Les autres hypothèses retenues par l'OCDE oscillent entre une contribution très faiblement négative ou faiblement positive de l'immigration aux finances publiques. Les auteurs du rapport notent toutefois que "dans tous les pays de l’OCDE, la contribution des immigrés sous la forme d’impôts et de cotisations est supérieure aux dépenses que les pays consacrent à leur protection sociale, leur santé et leur éducation". 

Peut-on vraiment calculer le coût de l'immigration ?

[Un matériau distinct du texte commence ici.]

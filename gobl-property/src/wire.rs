//! Wire codec for a single [`Property`]:
//! `{"name": <text>, "type": <code>, "value": <literal>}`.

use crate::coerce;
use crate::error::PropertyError;
use crate::kind::PropertyType;
use crate::property::Property;
use serde::ser::SerializeStruct;
use serde::{Deserialize, Deserializer, Serialize, Serializer, de};

impl Serialize for Property {
    fn serialize<S: Serializer>(&self, serializer: S) -> Result<S::Ok, S::Error> {
        let mut state = serializer.serialize_struct("Property", 3)?;
        state.serialize_field("name", self.name())?;
        state.serialize_field("type", &self.kind())?;
        state.serialize_field("value", &self.value())?;
        state.end()
    }
}

/// A property as read off the wire, before coercion. `value` keeps every
/// number as its literal text.
#[derive(Debug, Deserialize)]
pub(crate) struct WireProperty {
    #[serde(default)]
    name: String,
    #[serde(rename = "type", default)]
    kind: PropertyType,
    #[serde(default)]
    value: serde_json::Value,
}

impl WireProperty {
    pub(crate) fn into_property(self) -> Result<Property, PropertyError> {
        let value = coerce::decode_value(self.kind, self.value)?;
        Ok(Property::from_parts(self.name, self.kind, value))
    }
}

impl<'de> Deserialize<'de> for Property {
    fn deserialize<D: Deserializer<'de>>(deserializer: D) -> Result<Self, D::Error> {
        WireProperty::deserialize(deserializer)?
            .into_property()
            .map_err(de::Error::custom)
    }
}

impl Property {
    /// Serialize to the wire format.
    ///
    /// ```
    /// use gobl_property::Property;
    /// use rust_decimal::Decimal;
    ///
    /// let bytes = Property::decimal("amount", Decimal::new(125, 1)).encode().unwrap();
    /// assert_eq!(bytes, br#"{"name":"amount","type":18,"value":"12.500000"}"#);
    /// ```
    pub fn encode(&self) -> Result<Vec<u8>, PropertyError> {
        serde_json::to_vec(self).map_err(|e| PropertyError::Encode(e.to_string()))
    }

    /// Parse the wire format, narrowing every literal to the declared type.
    pub fn decode(bytes: &[u8]) -> Result<Self, PropertyError> {
        let wire: WireProperty = serde_json::from_slice(bytes)?;
        wire.into_property()
    }

    /// [`Property::decode`] from text.
    pub fn decode_str(text: &str) -> Result<Self, PropertyError> {
        Self::decode(text.as_bytes())
    }

    /// Replace `self` with the decoded property. On error `self` is untouched.
    pub fn decode_into(&mut self, bytes: &[u8]) -> Result<(), PropertyError> {
        *self = Self::decode(bytes)?;
        Ok(())
    }
}

#[cfg(test)]
mod tests {
    use super::*;
    use crate::value::Value;
    use chrono::{TimeDelta, TimeZone, Utc};
    use rust_decimal::Decimal;
    use serde_json::json;

    fn encoded(p: &Property) -> String {
        String::from_utf8(p.encode().unwrap()).unwrap()
    }

    #[test]
    fn encodes_name_code_and_literal() {
        assert_eq!(
            encoded(&Property::duration("d", TimeDelta::minutes(1))),
            r#"{"name":"d","type":17,"value":60000000000}"#
        );
        assert_eq!(
            encoded(&Property::uint8_array("u", [10, 20, 30])),
            r#"{"name":"u","type":27,"value":[10,20,30]}"#
        );
        assert_eq!(
            encoded(&Property::absent("x", PropertyType::Int8)),
            r#"{"name":"x","type":3,"value":null}"#
        );
        assert_eq!(
            encoded(&Property::empty()),
            r#"{"name":"","type":0,"value":null}"#
        );
    }

    #[test]
    fn decimal_round_trips_numerically() {
        let p = Property::decimal("amount", Decimal::new(125, 1));
        let back = Property::decode(&p.encode().unwrap()).unwrap();
        assert_eq!(back.as_decimal().unwrap(), Decimal::new(125, 1));
        assert_eq!(back, p);
    }

    #[test]
    fn decimal_accepts_numeric_literal() {
        let p = Property::decode_str(r#"{"name":"m","type":18,"value":0.1}"#).unwrap();
        assert_eq!(p.as_decimal().unwrap(), Decimal::new(1, 1));
    }

    #[test]
    fn missing_fields_default() {
        let p = Property::decode_str("{}").unwrap();
        assert_eq!(p, Property::empty());
        let p = Property::decode_str(r#"{"name":"n","type":1}"#).unwrap();
        assert_eq!(p, Property::absent("n", PropertyType::Bool));
    }

    #[test]
    fn bad_input_is_malformed() {
        for bad in ["", "[", r#"{"name":1}"#, r#"{"type":"Int8"}"#, r#"{"type":99}"#] {
            assert!(
                matches!(Property::decode_str(bad), Err(PropertyError::MalformedWire(_))),
                "{bad}"
            );
        }
    }

    #[test]
    fn decode_into_is_all_or_nothing() {
        let mut target = Property::string("keep", "me");
        let err = target
            .decode_into(br#"{"name":"u","type":27,"value":[10,20,256]}"#)
            .unwrap_err();
        assert!(matches!(err, PropertyError::OutOfRange { .. }));
        assert_eq!(target, Property::string("keep", "me"));

        target
            .decode_into(br#"{"name":"u","type":27,"value":[10,20,255]}"#)
            .unwrap();
        assert_eq!(target.as_uint8_array().unwrap(), &[10, 20, 255]);
    }

    #[test]
    fn embeds_in_other_documents() {
        let doc = json!({"prop": Property::int16("n", -2)});
        assert_eq!(doc, json!({"prop": {"name": "n", "type": 4, "value": -2}}));

        let text = r#"{"prop":{"name":"n","type":4,"value":40000}}"#;
        let err = serde_json::from_str::<std::collections::HashMap<String, Property>>(text)
            .unwrap_err();
        assert!(err.to_string().contains("40000"));
    }

    #[test]
    fn unrepresentable_payloads_fail_to_encode() {
        let far = TimeDelta::days(365 * 300);
        let too_late = Utc.with_ymd_and_hms(10000, 1, 1, 0, 0, 0).unwrap();
        let cases = [
            Property::duration("d", far),
            Property::duration("d", -far),
            Property::duration_array("d", [TimeDelta::seconds(1), far]),
            Property::new("d", std::time::Duration::from_secs(u64::MAX)),
            Property::byte_array("b", [0xff, 0x00, 0x41]),
            Property::datetime("t", too_late),
            Property::datetime_array("t", [too_late]),
        ];
        for p in cases {
            assert!(
                matches!(p.encode(), Err(PropertyError::Encode(_))),
                "{:?}",
                p.kind()
            );
            let props: crate::Properties = [p].into_iter().collect();
            assert!(matches!(props.encode(), Err(PropertyError::Encode(_))));
        }
    }

    #[test]
    fn edge_payloads_round_trip() {
        let cases = [
            Property::duration("d", TimeDelta::nanoseconds(i64::MAX)),
            Property::byte_array("b", [0x00, 0x41, 0xc3, 0xa9]),
            Property::datetime("t", Utc.with_ymd_and_hms(9999, 12, 31, 23, 59, 59).unwrap()),
        ];
        for p in cases {
            let back = Property::decode(&p.encode().unwrap()).unwrap();
            assert_eq!(back, p);
        }
    }

    #[test]
    fn interface_payloads_pass_through() {
        let p = Property::interface("i", json!({"k": [1, 2.5, "x"]}));
        let back = Property::decode(&p.encode().unwrap()).unwrap();
        assert_eq!(back.value(), Some(&Value::Interface(json!({"k": [1, 2.5, "x"]}))));
    }
}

Le débat autour du coût de l'immigration est d'autant plus épineux que la tâche s'avère, de l'aveu des économistes, extrêmement délicate. "C'est un calcul impossible", admettait l'historien Benjamin Stora auprès de l'AFP en 2014, estimant que "l'immigration participe aussi au rayonnement de la France dans le monde, sur le plan de la culture, des affaires, de la diplomatie" (lien archivé ici).

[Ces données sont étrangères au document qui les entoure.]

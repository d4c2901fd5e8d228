//! The payload sum type: one variant per non-undefined [`PropertyType`].

use crate::kind::PropertyType;
use crate::text;
use chrono::{DateTime, Datelike, FixedOffset, TimeDelta, TimeZone};
use rust_decimal::Decimal;
use serde::{Serialize, Serializer, ser};

/// A property payload in its exact representation.
///
/// The variant *is* the type: a `Value::Int16` always holds an `i16`.
#[derive(Debug, Clone, PartialEq)]
pub enum Value {
    /// Boolean.
    Bool(bool),
    /// Platform-width signed integer.
    Int(isize),
    /// 8-bit signed integer.
    Int8(i8),
    /// 16-bit signed integer.
    Int16(i16),
    /// 32-bit signed integer.
    Int32(i32),
    /// 64-bit signed integer.
    Int64(i64),
    /// Platform-width unsigned integer.
    Uint(usize),
    /// 8-bit unsigned integer.
    Uint8(u8),
    /// 16-bit unsigned integer.
    Uint16(u16),
    /// 32-bit unsigned integer.
    Uint32(u32),
    /// 64-bit unsigned integer.
    Uint64(u64),
    /// 32-bit float.
    Float32(f32),
    /// 64-bit float.
    Float64(f64),
    /// Raw bytes.
    ByteArray(Vec<u8>),
    /// Text.
    String(String),
    /// Time instant with its original offset.
    DateTime(DateTime<FixedOffset>),
    /// Signed time span.
    Duration(TimeDelta),
    /// Arbitrary-precision decimal.
    Decimal(Decimal),
    /// Untyped dynamic value.
    Interface(serde_json::Value),
    /// Array of booleans.
    BoolArray(Vec<bool>),
    /// Array of platform-width signed integers.
    IntArray(Vec<isize>),
    /// Array of 8-bit signed integers.
    Int8Array(Vec<i8>),
    /// Array of 16-bit signed integers.
    Int16Array(Vec<i16>),
    /// Array of 32-bit signed integers.
    Int32Array(Vec<i32>),
    /// Array of 64-bit signed integers.
    Int64Array(Vec<i64>),
    /// Array of platform-width unsigned integers.
    UintArray(Vec<usize>),
    /// Array of 8-bit unsigned integers.
    Uint8Array(Vec<u8>),
    /// Array of 16-bit unsigned integers.
    Uint16Array(Vec<u16>),
    /// Array of 32-bit unsigned integers.
    Uint32Array(Vec<u32>),
    /// Array of 64-bit unsigned integers.
    Uint64Array(Vec<u64>),
    /// Array of 32-bit floats.
    Float32Array(Vec<f32>),
    /// Array of 64-bit floats.
    Float64Array(Vec<f64>),
    /// Array of texts.
    StringArray(Vec<String>),
    /// Array of time instants.
    DateTimeArray(Vec<DateTime<FixedOffset>>),
    /// Array of time spans.
    DurationArray(Vec<TimeDelta>),
    /// Array of decimals.
    DecimalArray(Vec<Decimal>),
    /// Array of untyped dynamic values.
    InterfaceArray(Vec<serde_json::Value>),
}

impl Value {
    /// The type tag this payload belongs to.
    pub fn kind(&self) -> PropertyType {
        match self {
            Value::Bool(_) => PropertyType::Bool,
            Value::Int(_) => PropertyType::Int,
            Value::Int8(_) => PropertyType::Int8,
            Value::Int16(_) => PropertyType::Int16,
            Value::Int32(_) => PropertyType::Int32,
            Value::Int64(_) => PropertyType::Int64,
            Value::Uint(_) => PropertyType::Uint,
            Value::Uint8(_) => PropertyType::Uint8,
            Value::Uint16(_) => PropertyType::Uint16,
            Value::Uint32(_) => PropertyType::Uint32,
            Value::Uint64(_) => PropertyType::Uint64,
            Value::Float32(_) => PropertyType::Float32,
            Value::Float64(_) => PropertyType::Float64,
            Value::ByteArray(_) => PropertyType::ByteArray,
            Value::String(_) => PropertyType::String,
            Value::DateTime(_) => PropertyType::DateTime,
            Value::Duration(_) => PropertyType::Duration,
            Value::Decimal(_) => PropertyType::Decimal,
            Value::Interface(_) => PropertyType::Interface,
            Value::BoolArray(_) => PropertyType::BoolArray,
            Value::IntArray(_) => PropertyType::IntArray,
            Value::Int8Array(_) => PropertyType::Int8Array,
            Value::Int16Array(_) => PropertyType::Int16Array,
            Value::Int32Array(_) => PropertyType::Int32Array,
            Value::Int64Array(_) => PropertyType::Int64Array,
            Value::UintArray(_) => PropertyType::UintArray,
            Value::Uint8Array(_) => PropertyType::Uint8Array,
            Value::Uint16Array(_) => PropertyType::Uint16Array,
            Value::Uint32Array(_) => PropertyType::Uint32Array,
            Value::Uint64Array(_) => PropertyType::Uint64Array,
            Value::Float32Array(_) => PropertyType::Float32Array,
            Value::Float64Array(_) => PropertyType::Float64Array,
            Value::StringArray(_) => PropertyType::StringArray,
            Value::DateTimeArray(_) => PropertyType::DateTimeArray,
            Value::DurationArray(_) => PropertyType::DurationArray,
            Value::DecimalArray(_) => PropertyType::DecimalArray,
            Value::InterfaceArray(_) => PropertyType::InterfaceArray,
        }
    }

    /// Catch-all inference: any serializable shape becomes an untyped
    /// [`Value::Interface`]. Never fails; an unrepresentable value is `null`.
    pub fn dynamic<T: Serialize + ?Sized>(value: &T) -> Self {
        Value::Interface(serde_json::to_value(value).unwrap_or(serde_json::Value::Null))
    }

    /// Number of elements for array payloads, `None` for scalars.
    pub fn len(&self) -> Option<usize> {
        let len = match self {
            Value::BoolArray(v) => v.len(),
            Value::IntArray(v) => v.len(),
            Value::Int8Array(v) => v.len(),
            Value::Int16Array(v) => v.len(),
            Value::Int32Array(v) => v.len(),
            Value::Int64Array(v) => v.len(),
            Value::UintArray(v) => v.len(),
            Value::Uint8Array(v) => v.len(),
            Value::Uint16Array(v) => v.len(),
            Value::Uint32Array(v) => v.len(),
            Value::Uint64Array(v) => v.len(),
            Value::Float32Array(v) => v.len(),
            Value::Float64Array(v) => v.len(),
            Value::StringArray(v) => v.len(),
            Value::DateTimeArray(v) => v.len(),
            Value::DurationArray(v) => v.len(),
            Value::DecimalArray(v) => v.len(),
            Value::InterfaceArray(v) => v.len(),
            _ => return None,
        };
        Some(len)
    }
}

/// Nanosecond count as written on the wire. Spans beyond the 64-bit
/// nanosecond range cannot be written.
fn wire_nanos<E: ser::Error>(d: &TimeDelta) -> Result<i64, E> {
    d.num_nanoseconds().ok_or_else(|| {
        E::custom(format!(
            "duration {} exceeds the 64-bit nanosecond range",
            text::format_duration(*d)
        ))
    })
}

/// Byte sequences travel as text and must be valid UTF-8.
fn wire_text<E: ser::Error>(bytes: &[u8]) -> Result<&str, E> {
    std::str::from_utf8(bytes).map_err(|e| E::custom(format!("byte sequence is not UTF-8: {e}")))
}

/// RFC-3339 only has four-digit years.
fn wire_datetime<E: ser::Error>(dt: &DateTime<FixedOffset>) -> Result<String, E> {
    if (0..=9999).contains(&dt.year()) {
        Ok(text::format_datetime(dt))
    } else {
        Err(E::custom(format!("year {} is outside 0000-9999", dt.year())))
    }
}

impl Serialize for Value {
    fn serialize<S: Serializer>(&self, serializer: S) -> Result<S::Ok, S::Error> {
        match self {
            Value::Bool(v) => serializer.serialize_bool(*v),
            Value::Int(v) => serializer.serialize_i64(*v as i64),
            Value::Int8(v) => serializer.serialize_i8(*v),
            Value::Int16(v) => serializer.serialize_i16(*v),
            Value::Int32(v) => serializer.serialize_i32(*v),
            Value::Int64(v) => serializer.serialize_i64(*v),
            Value::Uint(v) => serializer.serialize_u64(*v as u64),
            Value::Uint8(v) => serializer.serialize_u8(*v),
            Value::Uint16(v) => serializer.serialize_u16(*v),
            Value::Uint32(v) => serializer.serialize_u32(*v),
            Value::Uint64(v) => serializer.serialize_u64(*v),
            Value::Float32(v) => serializer.serialize_f32(*v),
            Value::Float64(v) => serializer.serialize_f64(*v),
            Value::ByteArray(v) => serializer.serialize_str(wire_text(v)?),
            Value::String(v) => serializer.serialize_str(v),
            Value::DateTime(v) => serializer.serialize_str(&wire_datetime(v)?),
            Value::Duration(v) => serializer.serialize_i64(wire_nanos(v)?),
            Value::Decimal(v) => serializer.serialize_str(&text::format_decimal(v)),
            Value::Interface(v) => v.serialize(serializer),
            Value::BoolArray(v) => v.serialize(serializer),
            Value::IntArray(v) => serializer.collect_seq(v.iter().map(|i| *i as i64)),
            Value::Int8Array(v) => v.serialize(serializer),
            Value::Int16Array(v) => v.serialize(serializer),
            Value::Int32Array(v) => v.serialize(serializer),
            Value::Int64Array(v) => v.serialize(serializer),
            Value::UintArray(v) => serializer.collect_seq(v.iter().map(|u| *u as u64)),
            Value::Uint8Array(v) => serializer.collect_seq(v),
            Value::Uint16Array(v) => v.serialize(serializer),
            Value::Uint32Array(v) => v.serialize(serializer),
            Value::Uint64Array(v) => v.serialize(serializer),
            Value::Float32Array(v) => v.serialize(serializer),
            Value::Float64Array(v) => v.serialize(serializer),
            Value::StringArray(v) => v.serialize(serializer),
            Value::DateTimeArray(v) => v
                .iter()
                .map(wire_datetime::<S::Error>)
                .collect::<Result<Vec<_>, _>>()?
                .serialize(serializer),
            Value::DurationArray(v) => v
                .iter()
                .map(wire_nanos::<S::Error>)
                .collect::<Result<Vec<_>, _>>()?
                .serialize(serializer),
            Value::DecimalArray(v) => serializer.collect_seq(v.iter().map(text::format_decimal)),
            Value::InterfaceArray(v) => v.serialize(serializer),
        }
    }
}

// Inference dispatch: each supported input shape maps to exactly one variant.
macro_rules! value_from {
    ($($ty:ty => $variant:ident),* $(,)?) => {
        $(
            impl From<$ty> for Value {
                fn from(v: $ty) -> Self {
                    Value::$variant(v)
                }
            }
        )*
    };
}

value_from! {
    bool => Bool,
    isize => Int,
    i8 => Int8,
    i16 => Int16,
    i32 => Int32,
    i64 => Int64,
    usize => Uint,
    u8 => Uint8,
    u16 => Uint16,
    u32 => Uint32,
    u64 => Uint64,
    f32 => Float32,
    f64 => Float64,
    Vec<u8> => ByteArray,
    String => String,
    TimeDelta => Duration,
    Decimal => Decimal,
    serde_json::Value => Interface,
    Vec<bool> => BoolArray,
    Vec<isize> => IntArray,
    Vec<i8> => Int8Array,
    Vec<i16> => Int16Array,
    Vec<i32> => Int32Array,
    Vec<i64> => Int64Array,
    Vec<usize> => UintArray,
    Vec<u16> => Uint16Array,
    Vec<u32> => Uint32Array,
    Vec<u64> => Uint64Array,
    Vec<f32> => Float32Array,
    Vec<f64> => Float64Array,
    Vec<String> => StringArray,
    Vec<TimeDelta> => DurationArray,
    Vec<Decimal> => DecimalArray,
    Vec<serde_json::Value> => InterfaceArray,
}

impl From<&str> for Value {
    fn from(v: &str) -> Self {
        Value::String(v.to_owned())
    }
}

impl From<&[u8]> for Value {
    fn from(v: &[u8]) -> Self {
        Value::ByteArray(v.to_vec())
    }
}

impl From<Vec<&str>> for Value {
    fn from(v: Vec<&str>) -> Self {
        Value::StringArray(v.into_iter().map(str::to_owned).collect())
    }
}

impl<Tz: TimeZone> From<DateTime<Tz>> for Value {
    fn from(v: DateTime<Tz>) -> Self {
        Value::DateTime(v.fixed_offset())
    }
}

impl<Tz: TimeZone> From<Vec<DateTime<Tz>>> for Value {
    fn from(v: Vec<DateTime<Tz>>) -> Self {
        Value::DateTimeArray(v.into_iter().map(|dt| dt.fixed_offset()).collect())
    }
}

/// Saturates at [`TimeDelta::MAX`]; such a span renders but does not encode.
impl From<std::time::Duration> for Value {
    fn from(v: std::time::Duration) -> Self {
        Value::Duration(TimeDelta::from_std(v).unwrap_or(TimeDelta::MAX))
    }
}

#[cfg(test)]
mod tests {
    use super::*;
    use chrono::Utc;
    use serde_json::json;

    #[test]
    fn inference_picks_exact_width() {
        assert_eq!(Value::from(7i16).kind(), PropertyType::Int16);
        assert_eq!(Value::from(7usize).kind(), PropertyType::Uint);
        assert_eq!(Value::from(1.5f32).kind(), PropertyType::Float32);
        assert_eq!(Value::from("x").kind(), PropertyType::String);
        assert_eq!(Value::from(vec![1u8, 2]).kind(), PropertyType::ByteArray);
        assert_eq!(Value::from(vec![1u16, 2]).kind(), PropertyType::Uint16Array);
        assert_eq!(Value::from(Utc::now()).kind(), PropertyType::DateTime);
        assert_eq!(
            Value::from(std::time::Duration::from_secs(1)),
            Value::Duration(TimeDelta::seconds(1))
        );
        assert_eq!(Value::from(vec![json!(1), json!("a")]).kind(), PropertyType::InterfaceArray);
    }

    #[test]
    fn dynamic_catch_all() {
        #[derive(Serialize)]
        struct Point {
            x: i32,
        }
        assert_eq!(Value::dynamic(&Point { x: 3 }), Value::Interface(json!({"x": 3})));
    }

    #[test]
    fn serializes_native_literals() {
        let to_json = |v: Value| serde_json::to_string(&v).unwrap();
        assert_eq!(to_json(Value::Uint8Array(vec![10, 20, 30])), "[10,20,30]");
        assert_eq!(to_json(Value::Duration(TimeDelta::minutes(1))), "60000000000");
        assert_eq!(to_json(Value::Decimal(Decimal::new(125, 1))), "\"12.500000\"");
        assert_eq!(to_json(Value::ByteArray(b"hi".to_vec())), "\"hi\"");
        assert_eq!(to_json(Value::IntArray(vec![-1, 2])), "[-1,2]");
    }

    #[test]
    fn len_only_for_arrays() {
        assert_eq!(Value::Int8Array(vec![1, 2, 3]).len(), Some(3));
        assert_eq!(Value::Int8(1).len(), None);
        assert_eq!(Value::ByteArray(vec![1]).len(), None);
    }
}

En effet, les facteurs à prendre en compte sont très nombreux et très complexes, et surtout, pas tous quantifiables, si bien qu'aucun chiffre ne met tout le monde d'accord. C'est notamment pour cela que les économistes prennent des précautions et parlent d'estimations et d'hypothèses.

Les travaux des économistes permettent toutefois d'obtenir une fourchette d'estimations, autrement dit un ordre de grandeur de la part des dépenses publiques liées à l'immigration, en général cohérentes avec celles du CEPII et l'OCDE, à savoir tantôt faiblement négatives, tantôt faiblement positives. En 2022, Lionel Ragot et Isabelle Bensidoun, économistes également membres du CEPII, évoquaient un déficit "de faible ampleur" (lien archivé ici), concluant ainsi que "les immigrés ne sont ni un fardeau ni une aubaine pour les finances publiques."